* _Assignment_:
Word for word, return the lines from the start of the entries below through the line that has "in a snapshot.".

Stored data
# # #

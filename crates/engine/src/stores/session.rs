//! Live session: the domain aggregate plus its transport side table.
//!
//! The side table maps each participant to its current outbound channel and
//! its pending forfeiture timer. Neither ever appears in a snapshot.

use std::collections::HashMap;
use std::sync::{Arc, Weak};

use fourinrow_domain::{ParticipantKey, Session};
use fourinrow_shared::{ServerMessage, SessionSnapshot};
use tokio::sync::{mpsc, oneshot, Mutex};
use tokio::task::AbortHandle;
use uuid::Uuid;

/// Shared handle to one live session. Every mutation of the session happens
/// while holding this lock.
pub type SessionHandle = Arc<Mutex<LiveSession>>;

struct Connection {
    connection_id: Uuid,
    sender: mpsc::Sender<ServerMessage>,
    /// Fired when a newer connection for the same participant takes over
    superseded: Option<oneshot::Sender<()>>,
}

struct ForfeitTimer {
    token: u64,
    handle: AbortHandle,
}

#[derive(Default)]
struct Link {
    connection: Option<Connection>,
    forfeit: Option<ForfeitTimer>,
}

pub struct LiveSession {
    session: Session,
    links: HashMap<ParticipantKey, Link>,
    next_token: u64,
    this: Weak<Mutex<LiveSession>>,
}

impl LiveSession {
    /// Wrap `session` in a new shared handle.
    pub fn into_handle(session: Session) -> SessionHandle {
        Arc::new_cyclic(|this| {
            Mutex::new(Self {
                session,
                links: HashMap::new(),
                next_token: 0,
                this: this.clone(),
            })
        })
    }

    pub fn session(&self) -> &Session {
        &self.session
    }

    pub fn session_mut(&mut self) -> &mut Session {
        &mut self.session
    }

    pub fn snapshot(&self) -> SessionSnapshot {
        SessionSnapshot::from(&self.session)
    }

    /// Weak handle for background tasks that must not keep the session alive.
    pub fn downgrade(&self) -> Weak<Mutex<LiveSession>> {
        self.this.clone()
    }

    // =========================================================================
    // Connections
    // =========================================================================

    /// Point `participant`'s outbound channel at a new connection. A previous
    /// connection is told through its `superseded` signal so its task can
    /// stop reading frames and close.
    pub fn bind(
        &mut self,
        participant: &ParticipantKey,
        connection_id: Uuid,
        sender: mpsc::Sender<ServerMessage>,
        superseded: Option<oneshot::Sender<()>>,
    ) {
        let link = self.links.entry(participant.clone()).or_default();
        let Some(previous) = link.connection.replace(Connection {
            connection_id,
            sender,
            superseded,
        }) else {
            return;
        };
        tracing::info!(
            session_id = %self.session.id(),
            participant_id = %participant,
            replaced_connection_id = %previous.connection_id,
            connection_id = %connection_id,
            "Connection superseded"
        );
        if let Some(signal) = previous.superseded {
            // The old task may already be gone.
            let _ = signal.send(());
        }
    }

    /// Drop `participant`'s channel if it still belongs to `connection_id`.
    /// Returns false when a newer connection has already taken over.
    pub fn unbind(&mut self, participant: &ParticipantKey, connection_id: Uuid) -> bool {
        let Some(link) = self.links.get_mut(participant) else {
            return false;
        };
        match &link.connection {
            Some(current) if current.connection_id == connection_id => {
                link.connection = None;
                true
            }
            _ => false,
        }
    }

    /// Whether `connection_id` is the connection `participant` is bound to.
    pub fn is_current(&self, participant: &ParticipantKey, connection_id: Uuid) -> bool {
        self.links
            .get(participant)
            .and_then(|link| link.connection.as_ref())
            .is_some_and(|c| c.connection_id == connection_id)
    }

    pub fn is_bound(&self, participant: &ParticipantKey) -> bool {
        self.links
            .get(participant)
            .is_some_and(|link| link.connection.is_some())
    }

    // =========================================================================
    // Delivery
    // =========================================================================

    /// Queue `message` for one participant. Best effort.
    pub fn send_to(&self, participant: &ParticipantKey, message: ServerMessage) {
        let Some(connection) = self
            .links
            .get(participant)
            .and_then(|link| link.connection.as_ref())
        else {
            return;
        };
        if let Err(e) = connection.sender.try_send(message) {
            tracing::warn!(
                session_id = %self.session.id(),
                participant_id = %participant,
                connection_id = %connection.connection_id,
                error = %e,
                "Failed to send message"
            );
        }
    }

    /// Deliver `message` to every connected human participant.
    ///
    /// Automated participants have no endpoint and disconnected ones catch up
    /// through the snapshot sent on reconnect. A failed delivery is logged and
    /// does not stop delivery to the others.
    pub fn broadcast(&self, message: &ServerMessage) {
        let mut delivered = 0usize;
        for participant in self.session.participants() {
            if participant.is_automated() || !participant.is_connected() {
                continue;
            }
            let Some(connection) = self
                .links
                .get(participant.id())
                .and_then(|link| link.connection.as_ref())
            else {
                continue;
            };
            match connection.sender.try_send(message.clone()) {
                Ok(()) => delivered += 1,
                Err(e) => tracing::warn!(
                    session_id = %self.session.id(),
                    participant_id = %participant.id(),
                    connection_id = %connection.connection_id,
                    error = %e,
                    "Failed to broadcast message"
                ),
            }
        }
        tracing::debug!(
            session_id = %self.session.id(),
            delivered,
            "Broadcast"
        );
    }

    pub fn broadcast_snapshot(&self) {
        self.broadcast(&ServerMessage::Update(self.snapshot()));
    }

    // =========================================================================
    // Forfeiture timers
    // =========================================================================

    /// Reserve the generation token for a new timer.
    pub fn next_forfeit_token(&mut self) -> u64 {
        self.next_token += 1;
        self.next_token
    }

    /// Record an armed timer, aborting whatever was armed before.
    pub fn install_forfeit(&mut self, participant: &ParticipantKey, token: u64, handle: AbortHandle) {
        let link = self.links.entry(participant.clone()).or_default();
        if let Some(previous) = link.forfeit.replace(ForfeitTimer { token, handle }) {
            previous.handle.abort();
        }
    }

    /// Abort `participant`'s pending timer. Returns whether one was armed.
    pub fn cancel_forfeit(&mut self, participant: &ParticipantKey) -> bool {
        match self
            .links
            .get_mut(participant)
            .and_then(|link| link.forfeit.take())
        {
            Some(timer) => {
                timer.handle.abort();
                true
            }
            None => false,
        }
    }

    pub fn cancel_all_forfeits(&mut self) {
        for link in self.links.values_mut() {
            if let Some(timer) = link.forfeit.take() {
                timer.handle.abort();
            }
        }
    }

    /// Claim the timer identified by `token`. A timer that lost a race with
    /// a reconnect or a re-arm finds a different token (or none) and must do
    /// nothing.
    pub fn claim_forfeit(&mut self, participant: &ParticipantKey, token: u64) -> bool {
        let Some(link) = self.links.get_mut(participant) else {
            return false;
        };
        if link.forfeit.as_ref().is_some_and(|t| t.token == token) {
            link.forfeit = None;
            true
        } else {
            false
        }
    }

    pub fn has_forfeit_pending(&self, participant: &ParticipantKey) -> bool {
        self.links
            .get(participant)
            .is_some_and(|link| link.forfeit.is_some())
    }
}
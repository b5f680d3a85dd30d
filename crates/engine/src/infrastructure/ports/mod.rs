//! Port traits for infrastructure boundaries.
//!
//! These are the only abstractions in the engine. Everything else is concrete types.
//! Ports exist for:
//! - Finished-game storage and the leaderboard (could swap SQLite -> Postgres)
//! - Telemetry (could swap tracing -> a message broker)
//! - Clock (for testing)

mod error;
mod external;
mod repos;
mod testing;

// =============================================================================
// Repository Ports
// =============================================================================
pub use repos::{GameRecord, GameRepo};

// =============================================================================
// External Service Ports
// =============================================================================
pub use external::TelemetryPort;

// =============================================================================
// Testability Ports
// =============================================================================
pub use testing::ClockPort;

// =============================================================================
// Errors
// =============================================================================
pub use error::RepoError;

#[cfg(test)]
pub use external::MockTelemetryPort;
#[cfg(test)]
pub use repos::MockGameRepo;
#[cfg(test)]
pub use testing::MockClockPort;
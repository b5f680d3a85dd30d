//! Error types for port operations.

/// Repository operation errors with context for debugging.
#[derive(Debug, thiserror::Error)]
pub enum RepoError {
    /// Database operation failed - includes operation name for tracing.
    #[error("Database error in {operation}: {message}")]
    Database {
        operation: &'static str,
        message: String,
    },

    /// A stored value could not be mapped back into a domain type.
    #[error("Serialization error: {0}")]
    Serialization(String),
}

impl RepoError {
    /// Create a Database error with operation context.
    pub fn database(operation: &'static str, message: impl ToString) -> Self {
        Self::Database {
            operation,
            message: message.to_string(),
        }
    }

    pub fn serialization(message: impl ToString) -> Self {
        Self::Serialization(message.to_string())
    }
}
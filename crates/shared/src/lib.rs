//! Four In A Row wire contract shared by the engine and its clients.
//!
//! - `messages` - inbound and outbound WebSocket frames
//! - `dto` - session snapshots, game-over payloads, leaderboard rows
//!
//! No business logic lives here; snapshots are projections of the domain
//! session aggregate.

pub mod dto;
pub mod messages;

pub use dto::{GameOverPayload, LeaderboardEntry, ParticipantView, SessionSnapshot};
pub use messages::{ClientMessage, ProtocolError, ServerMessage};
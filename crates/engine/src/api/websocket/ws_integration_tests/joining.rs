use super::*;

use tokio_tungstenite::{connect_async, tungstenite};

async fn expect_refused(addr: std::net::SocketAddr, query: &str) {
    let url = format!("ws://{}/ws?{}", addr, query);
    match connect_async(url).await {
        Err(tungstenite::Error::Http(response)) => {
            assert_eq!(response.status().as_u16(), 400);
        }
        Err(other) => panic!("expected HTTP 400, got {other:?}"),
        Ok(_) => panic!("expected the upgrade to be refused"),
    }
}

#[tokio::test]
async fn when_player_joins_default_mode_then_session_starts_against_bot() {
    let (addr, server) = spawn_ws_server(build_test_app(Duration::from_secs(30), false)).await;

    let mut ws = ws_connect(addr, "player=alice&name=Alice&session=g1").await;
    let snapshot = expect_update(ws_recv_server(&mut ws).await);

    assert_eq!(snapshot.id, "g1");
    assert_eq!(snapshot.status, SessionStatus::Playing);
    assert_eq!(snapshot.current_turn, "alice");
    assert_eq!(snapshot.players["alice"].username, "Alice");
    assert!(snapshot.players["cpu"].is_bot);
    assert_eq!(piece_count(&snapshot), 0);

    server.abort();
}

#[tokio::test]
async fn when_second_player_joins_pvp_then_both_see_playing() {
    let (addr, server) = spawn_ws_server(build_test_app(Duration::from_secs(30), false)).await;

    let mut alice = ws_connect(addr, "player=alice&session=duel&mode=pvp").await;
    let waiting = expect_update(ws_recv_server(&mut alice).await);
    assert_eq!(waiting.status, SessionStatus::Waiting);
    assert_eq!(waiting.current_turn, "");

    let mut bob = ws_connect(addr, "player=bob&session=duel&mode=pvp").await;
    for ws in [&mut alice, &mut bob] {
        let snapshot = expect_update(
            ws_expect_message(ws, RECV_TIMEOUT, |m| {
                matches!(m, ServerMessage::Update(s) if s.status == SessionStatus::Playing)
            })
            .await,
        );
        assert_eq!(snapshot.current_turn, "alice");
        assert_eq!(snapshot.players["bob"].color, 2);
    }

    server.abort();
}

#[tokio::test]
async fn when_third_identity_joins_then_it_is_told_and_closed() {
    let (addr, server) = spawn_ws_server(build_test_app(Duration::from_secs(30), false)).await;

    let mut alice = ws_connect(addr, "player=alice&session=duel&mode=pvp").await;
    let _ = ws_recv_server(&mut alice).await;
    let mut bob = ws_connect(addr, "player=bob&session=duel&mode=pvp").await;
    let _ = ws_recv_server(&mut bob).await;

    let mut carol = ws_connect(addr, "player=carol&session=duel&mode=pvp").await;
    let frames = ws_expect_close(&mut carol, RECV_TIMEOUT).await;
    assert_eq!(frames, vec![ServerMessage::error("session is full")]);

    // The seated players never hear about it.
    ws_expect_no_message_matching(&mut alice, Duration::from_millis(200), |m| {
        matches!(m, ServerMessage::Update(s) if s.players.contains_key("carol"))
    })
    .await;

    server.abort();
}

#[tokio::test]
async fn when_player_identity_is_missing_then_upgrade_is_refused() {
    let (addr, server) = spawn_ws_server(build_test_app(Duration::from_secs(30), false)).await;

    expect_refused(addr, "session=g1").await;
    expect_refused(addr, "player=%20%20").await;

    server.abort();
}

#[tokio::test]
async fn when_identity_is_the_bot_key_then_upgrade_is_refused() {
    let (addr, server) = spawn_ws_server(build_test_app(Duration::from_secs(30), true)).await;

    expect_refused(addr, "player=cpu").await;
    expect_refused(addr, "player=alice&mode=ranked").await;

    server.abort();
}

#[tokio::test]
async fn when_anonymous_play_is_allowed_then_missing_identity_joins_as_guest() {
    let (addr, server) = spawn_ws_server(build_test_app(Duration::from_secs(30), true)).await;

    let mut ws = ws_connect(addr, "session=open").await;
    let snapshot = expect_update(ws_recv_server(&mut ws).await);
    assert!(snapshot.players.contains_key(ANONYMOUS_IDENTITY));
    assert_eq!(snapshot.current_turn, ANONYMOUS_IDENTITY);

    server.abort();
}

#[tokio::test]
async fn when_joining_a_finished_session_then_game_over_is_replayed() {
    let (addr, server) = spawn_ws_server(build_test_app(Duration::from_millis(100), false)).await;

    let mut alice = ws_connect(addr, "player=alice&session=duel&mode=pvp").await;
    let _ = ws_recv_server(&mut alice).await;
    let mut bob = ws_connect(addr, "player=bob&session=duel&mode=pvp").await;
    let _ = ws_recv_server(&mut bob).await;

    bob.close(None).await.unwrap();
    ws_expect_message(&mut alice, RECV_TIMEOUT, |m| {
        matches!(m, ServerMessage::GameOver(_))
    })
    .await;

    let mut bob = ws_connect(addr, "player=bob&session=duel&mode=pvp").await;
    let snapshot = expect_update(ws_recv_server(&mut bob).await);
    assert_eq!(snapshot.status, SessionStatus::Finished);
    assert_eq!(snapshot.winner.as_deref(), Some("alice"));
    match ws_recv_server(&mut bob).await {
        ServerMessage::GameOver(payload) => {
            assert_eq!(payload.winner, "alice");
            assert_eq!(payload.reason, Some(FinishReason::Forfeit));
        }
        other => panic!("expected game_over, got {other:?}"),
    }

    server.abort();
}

# # #

* _Solved problem_:
filename crates/engine/src/stores/session.rs
//! Live session: the domain aggregate plus its transport side table.
//!
//! The side table maps each participant to its current outbound channel and
//! its pending forfeiture timer. Neither ever appears in a snapshot.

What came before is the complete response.